Fig. 4 |. U3 snoRNA drives assembly, activation, and auto-phosphorylation of DNA-PK at the T2609 cluster.

a, DNA-PKcs and KU86 RT stops that map to the four pre-rRNA introns; 5′ETS, ITS1, ITS2, and 3′ETS. irCLIP was performed in biological duplicate. b, Transcript normalized histogram of DNA-PKcs (orange) and KU86 (blue) irCLIP RT stops from DMSO-treated HeLa cells mapping to U3. c, In silico (mFold)-predicted secondary structure of U3. The top three and two peaks of DNA-PKcs and KU86, respectively, are annotated on the secondary structure.
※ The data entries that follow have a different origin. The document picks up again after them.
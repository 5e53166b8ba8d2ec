//! # Client Drivers
//!
//! Render and input threads. Neither takes part in the tick stages; both run
//! on their own cadence and may only read stable or snapshot state.
//!
//! ```text
//!  RenderDriver   every 1/target_fps   renderer.render(frame)
//!  InputDriver    recv_timeout(poll)   handler.handle(event)
//! ```

use std::sync::atomic::{AtomicU64, Ordering};
use std::sync::Arc;
use std::thread::{self, JoinHandle};
use std::time::Duration;

use crossbeam_channel::{Receiver, RecvTimeoutError};
use parking_lot::Mutex;

use super::lifecycle::{DriverState, StopSignal};
use super::pulse::{Pulse, TickStats};
use crate::error::EngineResult;

/// Draws one frame from snapshot state.
pub trait FrameRenderer: Send + 'static {
    /// Renders frame number `frame`.
    fn render(&mut self, frame: u64);
}

/// A raw input event.
#[derive(Clone, Copy, Debug, PartialEq)]
pub enum InputEvent {
    /// Keyboard key.
    Key {
        /// Platform key code.
        code: u32,
        /// Pressed or released.
        pressed: bool,
    },
    /// Relative mouse motion.
    MouseMove {
        /// Horizontal delta.
        dx: f32,
        /// Vertical delta.
        dy: f32,
    },
    /// Mouse button.
    MouseButton {
        /// Button index.
        button: u8,
        /// Pressed or released.
        pressed: bool,
    },
    /// The window was closed.
    Close,
}

/// Consumes input events on the input thread.
pub trait InputHandler: Send + 'static {
    /// Handles one event.
    fn handle(&mut self, event: InputEvent);
}

/// Thread plus lifecycle shared by both client drivers.
#[derive(Debug)]
struct DriverThread {
    what: &'static str,
    state: Mutex<DriverState>,
    signal: Arc<StopSignal>,
    handle: Mutex<Option<JoinHandle<()>>>,
}

impl DriverThread {
    fn new(what: &'static str) -> Self {
        Self {
            what,
            state: Mutex::new(DriverState::Idle),
            signal: Arc::new(StopSignal::new()),
            handle: Mutex::new(None),
        }
    }

    fn start(&self, name: &str, body: impl FnOnce(Arc<StopSignal>) + Send + 'static) -> EngineResult<()> {
        let mut state = self.state.lock();
        state.begin(self.what)?;
        let signal = Arc::clone(&self.signal);
        match thread::Builder::new().name(name.into()).spawn(move || body(signal)) {
            Ok(handle) => {
                *self.handle.lock() = Some(handle);
                tracing::info!("{} started", self.what);
                Ok(())
            }
            Err(e) => {
                *state = DriverState::Idle;
                Err(e.into())
            }
        }
    }

    fn stop(&self) {
        {
            let mut state = self.state.lock();
            if *state == DriverState::Stopped {
                return;
            }
            *state = DriverState::Stopped;
        }
        self.signal.stop();
        if let Some(handle) = self.handle.lock().take() {
            if handle.thread().id() != thread::current().id() && handle.join().is_err() {
                tracing::error!("{} panicked", self.what);
            }
            tracing::info!("{} stopped", self.what);
        }
    }

    fn state(&self) -> DriverState {
        *self.state.lock()
    }
}

/// Fixed-cadence render thread.
#[derive(Debug)]
pub struct RenderDriver {
    thread: DriverThread,
    interval: Duration,
    frames: Arc<AtomicU64>,
    stats: Arc<Mutex<TickStats>>,
}

impl RenderDriver {
    /// Creates an idle driver rendering every `interval`.
    #[must_use]
    pub fn new(interval: Duration) -> Self {
        Self {
            thread: DriverThread::new("render thread"),
            interval,
            frames: Arc::new(AtomicU64::new(0)),
            stats: Arc::new(Mutex::new(*Pulse::new(interval).stats())),
        }
    }

    /// Spawns the render thread.
    ///
    /// # Errors
    ///
    /// [`strata_core::CoreError::AlreadyRunning`] on a second call,
    /// [`strata_core::CoreError::DriverStopped`] after `stop`.
    pub fn start(&self, mut renderer: impl FrameRenderer) -> EngineResult<()> {
        let interval = self.interval;
        let frames = Arc::clone(&self.frames);
        let stats = Arc::clone(&self.stats);
        self.thread.start("strata-render", move |signal| {
            let mut pulse = Pulse::new(interval);
            while !signal.is_stopped() {
                pulse.begin();
                renderer.render(frames.fetch_add(1, Ordering::AcqRel));
                pulse.end();
                *stats.lock() = *pulse.stats();
                if signal.wait_timeout(pulse.remaining()) {
                    break;
                }
            }
        })
    }

    /// Stops and joins the render thread. Idempotent.
    pub fn stop(&self) {
        self.thread.stop();
    }

    /// Frames rendered so far.
    #[must_use]
    pub fn frames(&self) -> u64 {
        self.frames.load(Ordering::Acquire)
    }

    /// Frame timing statistics.
    #[must_use]
    pub fn stats(&self) -> TickStats {
        *self.stats.lock()
    }

    /// Lifecycle state.
    #[must_use]
    pub fn state(&self) -> DriverState {
        self.thread.state()
    }
}

impl Drop for RenderDriver {
    fn drop(&mut self) {
        self.stop();
    }
}

/// Input thread fed by an event channel.
#[derive(Debug)]
pub struct InputDriver {
    thread: DriverThread,
    poll: Duration,
    events: Arc<AtomicU64>,
}

impl InputDriver {
    /// Creates an idle driver that wakes at least every `poll` to notice
    /// `stop`.
    #[must_use]
    pub fn new(poll: Duration) -> Self {
        Self {
            thread: DriverThread::new("input thread"),
            poll,
            events: Arc::new(AtomicU64::new(0)),
        }
    }

    /// Spawns the input thread. It exits when stopped or when every sender
    /// of `events` is gone.
    ///
    /// # Errors
    ///
    /// [`strata_core::CoreError::AlreadyRunning`] on a second call,
    /// [`strata_core::CoreError::DriverStopped`] after `stop`.
    pub fn start(&self, events: Receiver<InputEvent>, mut handler: impl InputHandler) -> EngineResult<()> {
        let poll = self.poll;
        let count = Arc::clone(&self.events);
        self.thread.start("strata-input", move |signal| {
            while !signal.is_stopped() {
                match events.recv_timeout(poll) {
                    Ok(event) => {
                        count.fetch_add(1, Ordering::AcqRel);
                        handler.handle(event);
                    }
                    Err(RecvTimeoutError::Timeout) => {}
                    Err(RecvTimeoutError::Disconnected) => {
                        tracing::debug!("input source closed");
                        break;
                    }
                }
            }
        })
    }

    /// Stops and joins the input thread. Idempotent.
    pub fn stop(&self) {
        self.thread.stop();
    }

    /// Events handled so far.
    #[must_use]
    pub fn events_handled(&self) -> u64 {
        self.events.load(Ordering::Acquire)
    }

    /// Lifecycle state.
    #[must_use]
    pub fn state(&self) -> DriverState {
        self.thread.state()
    }
}

impl Drop for InputDriver {
    fn drop(&mut self) {
        self.stop();
    }
}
The length of the 5′end stem-loop is shown. d, Baculovirus-purified human DNA-PK in vitro kinase phosphorylation assay in the presence of increasing amounts of U3-SL1. Western blots were performed with antibodies against DNA-PKcs phosphorylated at the T2609 cluster (top), total DNA-PK (middle), and KU86 (bottom). e, Baculovirus-purified human DNA-PK in vitro kinase phosphorylation assay against purified human TP53. Activated DNA-PK phosphorylates TP53 on serine 15. An in vitro ATM kinase assay was used as a control. Western blots were performed with antibodies against TP53 phosphorylated on serine 15 (top), total TP53 (middle) and KU86 (bottom). d, e, n = 3 biologically independent experiments.